Once you begin researching the subject, one of the first concepts you encounter is the idea that sugar is sugar, in basically any form – and there are many different forms. For instance lactose is a sugar found in dairy products. Fructose is found in fruit and honey. Maltose is a sugar formed by glucose. Our bodies process all sugars in the same manner. High-fructose corn syrup and high-maltose corn syrup, both derived from corn, are sweeteners containing greater amounts of their respective sugars (fructose and maltose). These are processed sweeteners (read sweeteners created from corn – they do not naturally occur).

It sounds pretty simple. So what’s caused the big controversy? If our bodies metabolize all sugars the same regardless of their origins, is the fuss we’ve all heard really necessary?

The Center for Disease Control statistics show that as of 2010 over 33 percent of Americans are obese. Not only that, it relates that there is not one single state in the nation that reports less than a 20 percent obesity rate. Obesity is a problem that has the nation very concerned about the health of our population as well as our future. Out of 195 countries, the U.S. now weighs in at #9 for overweight adults. The numbers are big and they just keep growing.

Some believe that everyone in the U.S. shares a common problem that could be the root cause of our obesity epidemic – the consumption of corn products and sweeteners. Believe it or not, high-fructose corn syrup is in just about every processed food on our grocery shelves.
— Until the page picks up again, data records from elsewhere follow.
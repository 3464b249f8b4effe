//! CPAL audio output sink

use std::sync::atomic::{AtomicBool, AtomicUsize, Ordering};
use std::sync::Arc;
use std::thread::Thread;
use std::time::Duration;

use cpal::traits::{DeviceTrait, StreamTrait};
use cpal::{FromSample, Sample, SampleFormat, SizedSample, SupportedStreamConfig};
use dasp_graph::{Buffer, Input};
use rtrb::{Consumer, Producer, RingBuffer};

use crate::node::{sum_inputs, AudioNode, ProcessContext};

/// Counters shared with the stream callback
#[derive(Clone, Default)]
struct Meters {
    samples_consumed: Arc<AtomicUsize>,
    had_underrun: Arc<AtomicBool>,
    /// Set when the sink is dropped; the stream thread then shuts down
    closed: Arc<AtomicBool>,
}

/// Feeds the master bus to a CPAL device.
///
/// The stream runs on its own thread and drains a ring buffer this node fills
/// once per block. A block that does not fit is dropped whole. Dropping the
/// sink stops the stream and ends its thread.
pub struct CpalSink {
    buffer: Producer<f32>,
    channels: usize,
    meters: Meters,
    stream_thread: Thread,
}

impl CpalSink {
    /// Create a new sink for the given device and config
    pub fn new(device: &cpal::Device, config: &SupportedStreamConfig) -> Self {
        let channels = config.channels() as usize;
        let sample_format = config.sample_format();
        let stream_config = config.config();
        let sample_rate = stream_config.sample_rate.0;

        // ~100ms of audio
        let buffer_samples = ((sample_rate as f32 * 0.1) as usize) * channels;
        let buffer_size = buffer_samples.next_power_of_two().max(8192);
        let (producer, consumer) = RingBuffer::<f32>::new(buffer_size);

        let meters = Meters::default();
        let stream_meters = meters.clone();

        // The stream is not Send on every platform, so it lives on its own thread
        let device = device.clone();
        let closed = meters.closed.clone();
        let thread = std::thread::spawn(move || {
            let stream = match build_stream(&device, sample_format, &stream_config, consumer, stream_meters) {
                Ok(stream) => stream,
                Err(err) => {
                    tracing::error!(%err, "failed to build output stream");
                    return;
                }
            };

            if let Err(err) = stream.play() {
                tracing::error!(%err, "failed to start output stream");
                return;
            }
            tracing::debug!(sample_rate, channels, "output stream started");

            wait_until_closed(&closed);
            drop(stream);
            tracing::debug!("output stream closed");
        });

        Self {
            buffer: producer,
            channels,
            meters,
            stream_thread: thread.thread().clone(),
        }
    }

    /// Returns how many samples have been played
    #[inline]
    pub fn samples_consumed(&self) -> usize {
        self.meters.samples_consumed.load(Ordering::Relaxed)
    }

    /// Returns available space in the buffer (in samples)
    #[inline]
    pub fn buffer_available(&self) -> usize {
        self.buffer.slots()
    }

    /// Check and clear the underrun flag
    pub fn check_underrun(&self) -> bool {
        self.meters.had_underrun.swap(false, Ordering::Relaxed)
    }
}

impl Drop for CpalSink {
    fn drop(&mut self) {
        self.meters.closed.store(true, Ordering::Release);
        self.stream_thread.unpark();
    }
}

/// Park until `closed` is set. Wakes periodically in case an unpark is missed.
fn wait_until_closed(closed: &AtomicBool) {
    while !closed.load(Ordering::Acquire) {
        std::thread::park_timeout(Duration::from_millis(250));
    }
}

fn build_stream(
    device: &cpal::Device,
    sample_format: SampleFormat,
    stream_config: &cpal::StreamConfig,
    consumer: Consumer<f32>,
    meters: Meters,
) -> Result<cpal::Stream, cpal::BuildStreamError> {
    match sample_format {
        SampleFormat::F32 => build_typed::<f32>(device, stream_config, consumer, meters),
        SampleFormat::F64 => build_typed::<f64>(device, stream_config, consumer, meters),
        SampleFormat::I16 => build_typed::<i16>(device, stream_config, consumer, meters),
        SampleFormat::I32 => build_typed::<i32>(device, stream_config, consumer, meters),
        SampleFormat::U16 => build_typed::<u16>(device, stream_config, consumer, meters),
        SampleFormat::U8 => build_typed::<u8>(device, stream_config, consumer, meters),
        other => {
            tracing::warn!(?other, "unsupported output sample format");
            Err(cpal::BuildStreamError::StreamConfigNotSupported)
        }
    }
}

fn build_typed<T>(
    device: &cpal::Device,
    stream_config: &cpal::StreamConfig,
    mut consumer: Consumer<f32>,
    meters: Meters,
) -> Result<cpal::Stream, cpal::BuildStreamError>
where
    T: SizedSample + FromSample<f32>,
{
    device.build_output_stream(
        stream_config,
        move |data: &mut [T], _| {
            let mut underrun = false;
            for sample in data.iter_mut() {
                let s = consumer.pop().unwrap_or_else(|_| {
                    underrun = true;
                    0.0
                });
                *sample = T::from_sample(s.clamp(-1.0, 1.0));
            }
            if underrun {
                meters.had_underrun.store(true, Ordering::Relaxed);
            }
            meters.samples_consumed.fetch_add(data.len(), Ordering::Relaxed);
        },
        |err: cpal::StreamError| tracing::error!(%err, "output stream error"),
        None,
    )
}

impl AudioNode for CpalSink {
    type Message = ();

    fn process(
        &mut self,
        _ctx: &ProcessContext,
        _messages: impl Iterator<Item = ()>,
        inputs: &[Input],
        _outputs: &mut [Buffer],
    ) {
        let mut mix = [Buffer::default(), Buffer::default()];
        let mix = &mut mix[..self.channels.clamp(1, 2)];
        sum_inputs(inputs, mix);

        let buffer_len = mix[0].len();
        let samples_needed = buffer_len * self.channels;

        // Skip this block rather than partially write
        if self.buffer.slots() < samples_needed {
            return;
        }

        // Interleave; extra device channels repeat the last rendered one
        for i in 0..buffer_len {
            for ch in 0..self.channels {
                let src_ch = ch.min(mix.len() - 1);
                let _ = self.buffer.push(mix[src_ch][i]);
            }
        }
    }

    #[inline]
    fn num_inputs(&self) -> usize { 1 }

    #[inline]
    fn num_outputs(&self) -> usize { 0 }
}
Whether we’re aware of it or not, we are consuming an estimated annual 140 pounds of it per person. Researchers at Princeton University have discovered that the affect of adding high fructose corn syrup into the diets of lab rats points to the concept that our overly processed diets composed of significant amounts of corn sweeteners really is the root of this problem. The Princeton study compared male rats given water sweetened with high fructose corn syrup in addition to a regular diet of rat chow against their counterparts who were the fed rat chow alone. The rats consuming the high-fructose corn syrup sweetened water experienced abnormal weight gain as well as large increases in triglycerides and fat deposits. The sweetener affected both the weight and heart health of the control group.

The connection between the consumption of corn sweeteners and obesity, while compelling, is still a SUSPECTED connection . In fact there are those that charge that the Princeton study cannot be valid as the male rats in the high-fructose corn syrup test group were given the equivalent of 20 cans of soda per day.

What does this mean to you?

First of all, the differences between high fructose corn syrup and high maltose corn syrup aren’t much of a concern. They are both corn based sweeteners and they are both processed food products. While scientists point to the concept that all sugars break down in your body the same way, recent studies are, in fact, illustrating that corn sweeteners can be linked to obesity and heart problems. And while not proven, there’s some pretty compelling information available that would lead us to think that avoiding both as often as possible can’t be a bad idea.

So, from FoodFacts.com, the message remains the same: Consume less processed foods and you’ll have a better understanding of what you’re eating and how it benefits your body.